Work to complete —
Output verbatim the line with "async fn local_requires_path()" together with every line beneath it, ending at the last line of the entries.

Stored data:
═══

use crate::CloudinaryStorage;
#[cfg(feature = "storage-local")]
use crate::LocalStorage;
use crate::{Storage, StorageBackend, StorageError, StorageResult};
use cumulus_core::StorageConfig;
use std::sync::Arc;

/// Create a storage backend based on configuration
pub async fn create_storage(config: &StorageConfig) -> StorageResult<Arc<dyn Storage>> {
    match config.storage_backend() {
        StorageBackend::Cloudinary => {
            let cloudinary = config.cloudinary().ok_or_else(|| {
                StorageError::ConfigError(
                    "CLOUDINARY_URL or CLOUDINARY_CLOUD_NAME/API_KEY/API_SECRET not configured"
                        .to_string(),
                )
            })?;

            let storage = CloudinaryStorage::from_config(cloudinary)?;
            Ok(Arc::new(storage))
        }

        #[cfg(feature = "storage-local")]
        StorageBackend::Local => {
            let base_path = config
                .local_storage_path()
                .map(String::from)
                .ok_or_else(|| {
                    StorageError::ConfigError("LOCAL_STORAGE_PATH not configured".to_string())
                })?;
            let base_url = config
                .local_storage_base_url()
                .map(String::from)
                .ok_or_else(|| {
                    StorageError::ConfigError("LOCAL_STORAGE_BASE_URL not configured".to_string())
                })?;

            let storage = LocalStorage::new(base_path, base_url).await?;
            Ok(Arc::new(storage))
        }

        #[cfg(not(feature = "storage-local"))]
        StorageBackend::Local => Err(StorageError::ConfigError(
            "Local storage backend not available (storage-local feature not enabled)".to_string(),
        )),
    }
}

#[cfg(test)]
mod tests {
    use super::*;
    use cumulus_core::{AdapterConfig, CloudinaryConfig, ProviderCredentials, ResourceType};

    fn config(backend: StorageBackend) -> StorageConfig {
        StorageConfig {
            storage_backend: backend,
            cloudinary: None,
            local_storage_path: None,
            local_storage_base_url: None,
        }
    }

    #[tokio::test]
    async fn cloudinary_requires_credentials() {
        let result = create_storage(&config(StorageBackend::Cloudinary)).await;
        assert!(matches!(result, Err(StorageError::ConfigError(_))));
    }

    #[tokio::test]
    async fn builds_cloudinary_backend() {
        let mut config = config(StorageBackend::Cloudinary);
        config.cloudinary = Some(CloudinaryConfig::new(
            ProviderCredentials::new("demo", "1234", "secret"),
            AdapterConfig::new(ResourceType::Image).with_prefix("store"),
        ));

        let storage = create_storage(&config).await.unwrap();
        assert_eq!(storage.backend_type(), StorageBackend::Cloudinary);
        assert_eq!(
            storage.url("foo.jpg", &Default::default()),
            "https://res.cloudinary.com/demo/image/upload/v1/store/foo.jpg"
        );
    }

    #[cfg(feature = "storage-local")]
    #[tokio::test]
    async fn builds_local_backend() {
        let dir = tempfile::tempdir().unwrap();
        let mut config = config(StorageBackend::Local);
        config.local_storage_path = Some(dir.path().display().to_string());
        config.local_storage_base_url = Some("http://localhost:3000/files".to_string());

        let storage = create_storage(&config).await.unwrap();
        assert_eq!(storage.backend_type(), StorageBackend::Local);
    }

    #[cfg(feature = "storage-local")]
    #[tokio::test]
    async fn local_requires_path() {
        let result = create_storage(&config(StorageBackend::Local)).await;
        assert!(matches!(result, Err(StorageError::ConfigError(_))));
    }
}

═══

Expected answer —
    async fn local_requires_path() {
        let result = create_storage(&config(StorageBackend::Local)).await;
        assert!(matches!(result, Err(StorageError::ConfigError(_))));
    }
}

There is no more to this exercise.